TASK INSTRUCTIONS: Copy every entry exactly.

TASK INPUTS:
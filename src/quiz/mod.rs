//! Recommendation quiz: the question list, per-session progress, and the
//! worker-local state the route handlers share.

pub mod questions;
pub mod session;
pub mod state;
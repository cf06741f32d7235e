//! `/api/table/*` and `/api/catalog/load`: feed the worker the artifacts the
//! admin tool publishes.

use crate::lookup::Status;
use crate::quiz::state;
use crate::routes::util::{error_fragment, escape_html, get_param, parse_params};

// ── POST /api/table/load ───────────────────────────────────────────

/// Handle POST /api/table/load
/// Body is the published lookup-table JSON. An optional `?source=` names
/// the file it came from (defaults to `posted`).
pub fn handle_load_post(query: &str, body: &str) -> String {
    let params = parse_params(query);
    let source = get_param(&params, "source")
        .filter(|s| !s.is_empty())
        .unwrap_or("posted");

    if body.trim().is_empty() {
        return error_fragment("Missing lookup table body");
    }
    match state::load_table_json(body, source) {
        Ok(keys) => format!(
            r#"<span class="text-emerald-600">Loaded {} keys from {}</span>"#,
            keys,
            escape_html(source)
        ),
        Err(e) => error_fragment(&format!("Table load failed: {}", e)),
    }
}

// ── GET /api/table/status ──────────────────────────────────────────

/// Handle GET /api/table/status
pub fn handle_status_get(_query: &str) -> String {
    state::with_state(|s| match &s.table {
        Some(active) => format!(
            r#"<div id="table-status" class="text-sm">{} · {} keys ({} unique)</div>"#,
            escape_html(&active.source),
            active.table.len(),
            active.table.count(Status::Unique)
        ),
        None => r#"<div id="table-status" class="text-sm text-gray-500">No lookup table loaded</div>"#
            .to_string(),
    })
}

// ── POST /api/catalog/load ─────────────────────────────────────────

/// Handle POST /api/catalog/load
/// Body is the deck catalog JSON. Tag questions are rebuilt from it.
pub fn handle_catalog_load_post(body: &str) -> String {
    if body.trim().is_empty() {
        return error_fragment("Missing catalog body");
    }
    match state::load_catalog_json(body) {
        Ok(decks) => format!(
            r#"<span class="text-emerald-600">Loaded {} decks</span>"#,
            decks
        ),
        Err(e) => error_fragment(&format!("Catalog load failed: {}", e)),
    }
}
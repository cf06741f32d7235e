//! The recommendation questions.
//!
//! Three required questions are asked in order (aesthetic preference,
//! strength, difficulty). The remaining four are optional and the player
//! picks which one to answer next.

use serde::Serialize;

use crate::catalog::{ArtStyle, DeckCatalog, DeckType, Difficulty, Strength, SummonType, Tag};
use crate::lookup::TokenKind;

#[derive(Debug, Clone, PartialEq, Eq, Serialize)]
pub struct QuizOption {
    /// `None` is "no preference": the question counts as answered but adds
    /// no token to the key.
    pub value: Option<u32>,
    pub label: String,
}

#[derive(Debug, Clone, PartialEq, Eq, Serialize)]
pub struct Question {
    #[serde(serialize_with = "serialize_kind")]
    pub kind: TokenKind,
    pub prompt: String,
    pub options: Vec<QuizOption>,
    pub required: bool,
}

fn serialize_kind<S: serde::Serializer>(kind: &TokenKind, s: S) -> Result<S::Ok, S::Error> {
    s.serialize_str(kind.prefix())
}

impl Question {
    /// Query-string key for this question (`s`, `sm`, `atag`, ...).
    pub fn key(&self) -> &'static str {
        self.kind.prefix()
    }

    /// Token an answer to this question contributes, if any.
    pub fn token_for(&self, value: Option<u32>) -> Option<String> {
        value.map(|v| self.kind.token(v))
    }
}

fn option(value: u32, label: &str) -> QuizOption {
    QuizOption {
        value: Some(value),
        label: label.to_string(),
    }
}

fn no_preference(label: &str) -> QuizOption {
    QuizOption {
        value: None,
        label: label.to_string(),
    }
}

fn tag_options<'a>(tags: impl IntoIterator<Item = &'a Tag>) -> impl Iterator<Item = QuizOption> {
    tags.into_iter().map(|t| {
        let label = if t.description.is_empty() {
            t.name.as_str()
        } else {
            t.description.as_str()
        };
        option(t.id, label)
    })
}

/// Build the question list for a catalog. Tag questions take their options
/// from the catalog's tag tables; the rest are fixed.
pub fn question_catalog(catalog: &DeckCatalog) -> Vec<Question> {
    const ANY: &str = "Doesn't matter";

    let mut aesthetic = vec![no_preference("Show me every deck (recommended)")];
    // The catalog's own "nothing in particular" tag duplicates the option above.
    aesthetic.extend(tag_options(
        catalog.aesthetic_tags.iter().filter(|t| !t.is_placeholder()),
    ));

    let mut performance: Vec<QuizOption> = tag_options(&catalog.performance_tags).collect();
    performance.push(no_preference(ANY));

    let mut strength: Vec<QuizOption> = Strength::ALL
        .iter()
        .map(|s| option(s.code().into(), s.label()))
        .collect();
    strength.push(no_preference(ANY));

    let mut difficulty: Vec<QuizOption> = Difficulty::ALL
        .iter()
        .map(|d| option(d.code().into(), d.label()))
        .collect();
    difficulty.push(no_preference(ANY));

    let mut deck_type: Vec<QuizOption> = DeckType::ALL
        .iter()
        .map(|t| option(t.code().into(), t.label()))
        .collect();
    deck_type.push(no_preference(ANY));

    let mut art_style: Vec<QuizOption> = ArtStyle::ALL
        .iter()
        .map(|a| option(a.code().into(), a.label()))
        .collect();
    art_style.push(no_preference(ANY));

    let mut summoning: Vec<QuizOption> = SummonType::ALL
        .iter()
        .map(|m| option(m.code().into(), m.label()))
        .collect();
    summoning.push(no_preference(ANY));

    vec![
        Question {
            kind: TokenKind::AestheticTag,
            prompt: "Is there anything you especially want in a deck?".to_string(),
            options: aesthetic,
            required: true,
        },
        Question {
            kind: TokenKind::Strength,
            prompt: "How strong should the deck be?".to_string(),
            options: strength,
            required: true,
        },
        Question {
            kind: TokenKind::Difficulty,
            prompt: "How hard should the deck be to play?".to_string(),
            options: difficulty,
            required: true,
        },
        Question {
            kind: TokenKind::DeckType,
            prompt: "Which kind of deck do you prefer?".to_string(),
            options: deck_type,
            required: false,
        },
        Question {
            kind: TokenKind::ArtStyle,
            prompt: "Which artwork do you prefer?".to_string(),
            options: art_style,
            required: false,
        },
        Question {
            kind: TokenKind::SummoningMethod,
            prompt: "Which summoning method do you prefer?".to_string(),
            options: summoning,
            required: false,
        },
        Question {
            kind: TokenKind::PerformanceTag,
            prompt: "Which deck gimmick do you prefer?".to_string(),
            options: performance,
            required: false,
        },
    ]
}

SOLUTION TO THIS EXERCISE:
filename src/quiz/mod.rs
//! Recommendation quiz: the question list, per-session progress, and the
//! worker-local state the route handlers share.

pub mod questions;
pub mod session;
pub mod state;
repository cf06741f32d7235e
//! `/api/table/*` and `/api/catalog/load`: feed the worker the artifacts the
//! admin tool publishes.

use crate::lookup::Status;
use crate::quiz::state;
use crate::routes::util::{error_fragment, escape_html, get_param, parse_params};

// ── POST /api/table/load ───────────────────────────────────────────

/// Handle POST /api/table/load
/// Body is the published lookup-table JSON. An optional `?source=` names
/// the file it came from (defaults to `posted`).
pub fn handle_load_post(query: &str, body: &str) -> String {
    let params = parse_params(query);
    let source = get_param(&params, "source")
        .filter(|s| !s.is_empty())
        .unwrap_or("posted");

    if body.trim().is_empty() {
        return error_fragment("Missing lookup table body");
    }
    match state::load_table_json(body, source) {
        Ok(keys) => format!(
            r#"<span class="text-emerald-600">Loaded {} keys from {}</span>"#,
            keys,
            escape_html(source)
        ),
        Err(e) => error_fragment(&format!("Table load failed: {}", e)),
    }
}

// ── GET /api/table/status ──────────────────────────────────────────

/// Handle GET /api/table/status
pub fn handle_status_get(_query: &str) -> String {
    state::with_state(|s| match &s.table {
        Some(active) => format!(
            r#"<div id="table-status" class="text-sm">{} · {} keys ({} unique)</div>"#,
            escape_html(&active.source),
            active.table.len(),
            active.table.count(Status::Unique)
        ),
        None => r#"<div id="table-status" class="text-sm text-gray-500">No lookup table loaded</div>"#
            .to_string(),
    })
}

// ── POST /api/catalog/load ─────────────────────────────────────────

/// Handle POST /api/catalog/load
/// Body is the deck catalog JSON. Tag questions are rebuilt from it.
pub fn handle_catalog_load_post(body: &str) -> String {
    if body.trim().is_empty() {
        return error_fragment("Missing catalog body");
    }
    match state::load_catalog_json(body) {
        Ok(decks) => format!(
            r#"<span class="text-emerald-600">Loaded {} decks</span>"#,
            decks
        ),
        Err(e) => error_fragment(&format!("Catalog load failed: {}", e)),
    }
}
repository cf06741f32d7235e
//! The recommendation questions.
//!
//! Three required questions are asked in order (aesthetic preference,
//! strength, difficulty). The remaining four are optional and the player
//! picks which one to answer next.

use serde::Serialize;

use crate::catalog::{ArtStyle, DeckCatalog, DeckType, Difficulty, Strength, SummonType, Tag};
use crate::lookup::TokenKind;

#[derive(Debug, Clone, PartialEq, Eq, Serialize)]
pub struct QuizOption {
    /// `None` is "no preference": the question counts as answered but adds
    /// no token to the key.
    pub value: Option<u32>,
    pub label: String,
}

#[derive(Debug, Clone, PartialEq, Eq, Serialize)]
pub struct Question {
    #[serde(serialize_with = "serialize_kind")]
    pub kind: TokenKind,
    pub prompt: String,
    pub options: Vec<QuizOption>,
    pub required: bool,
}

fn serialize_kind<S: serde::Serializer>(kind: &TokenKind, s: S) -> Result<S::Ok, S::Error> {
    s.serialize_str(kind.prefix())
}

impl Question {
    /// Query-string key for this question (`s`, `sm`, `atag`, ...).
    pub fn key(&self) -> &'static str {
        self.kind.prefix()
    }

    /// Token an answer to this question contributes, if any.
    pub fn token_for(&self, value: Option<u32>) -> Option<String> {
        value.map(|v| self.kind.token(v))
    }
}

fn option(value: u32, label: &str) -> QuizOption {
    QuizOption {
        value: Some(value),
        label: label.to_string(),
    }
}

fn no_preference(label: &str) -> QuizOption {
    QuizOption {
        value: None,
        label: label.to_string(),
    }
}

fn tag_options<'a>(tags: impl IntoIterator<Item = &'a Tag>) -> impl Iterator<Item = QuizOption> {
    tags.into_iter().map(|t| {
        let label = if t.description.is_empty() {
            t.name.as_str()
        } else {
            t.description.as_str()
        };
        option(t.id, label)
    })
}

/// Build the question list for a catalog. Tag questions take their options
/// from the catalog's tag tables; the rest are fixed.
pub fn question_catalog(catalog: &DeckCatalog) -> Vec<Question> {
    const ANY: &str = "Doesn't matter";

    let mut aesthetic = vec![no_preference("Show me every deck (recommended)")];
    // The catalog's own "nothing in particular" tag duplicates the option above.
    aesthetic.extend(tag_options(
        catalog.aesthetic_tags.iter().filter(|t| !t.is_placeholder()),
    ));

    let mut performance: Vec<QuizOption> = tag_options(&catalog.performance_tags).collect();
    performance.push(no_preference(ANY));

    let mut strength: Vec<QuizOption> = Strength::ALL
        .iter()
        .map(|s| option(s.code().into(), s.label()))
        .collect();
    strength.push(no_preference(ANY));

    let mut difficulty: Vec<QuizOption> = Difficulty::ALL
        .iter()
        .map(|d| option(d.code().into(), d.label()))
        .collect();
    difficulty.push(no_preference(ANY));

    let mut deck_type: Vec<QuizOption> = DeckType::ALL
        .iter()
        .map(|t| option(t.code().into(), t.label()))
        .collect();
    deck_type.push(no_preference(ANY));

    let mut art_style: Vec<QuizOption> = ArtStyle::ALL
        .iter()
        .map(|a| option(a.code().into(), a.label()))
        .collect();
    art_style.push(no_preference(ANY));

    let mut summoning: Vec<QuizOption> = SummonType::ALL
        .iter()
        .map(|m| option(m.code().into(), m.label()))
        .collect();
    summoning.push(no_preference(ANY));

    vec![
        Question {
            kind: TokenKind::AestheticTag,
            prompt: "Is there anything you especially want in a deck?".to_string(),
            options: aesthetic,
            required: true,
        },
        Question {
            kind: TokenKind::Strength,
            prompt: "How strong should the deck be?".to_string(),
            options: strength,
            required: true,
        },
        Question {
            kind: TokenKind::Difficulty,
            prompt: "How hard should the deck be to play?".to_string(),
            options: difficulty,
            required: true,
        },
        Question {
            kind: TokenKind::DeckType,
            prompt: "Which kind of deck do you prefer?".to_string(),
            options: deck_type,
            required: false,
        },
        Question {
            kind: TokenKind::ArtStyle,
            prompt: "Which artwork do you prefer?".to_string(),
            options: art_style,
            required: false,
        },
        Question {
            kind: TokenKind::SummoningMethod,
            prompt: "Which summoning method do you prefer?".to_string(),
            options: summoning,
            required: false,
        },
        Question {
            kind: TokenKind::PerformanceTag,
            prompt: "Which deck gimmick do you prefer?".to_string(),
            options: performance,
            required: false,
        },
    ]
}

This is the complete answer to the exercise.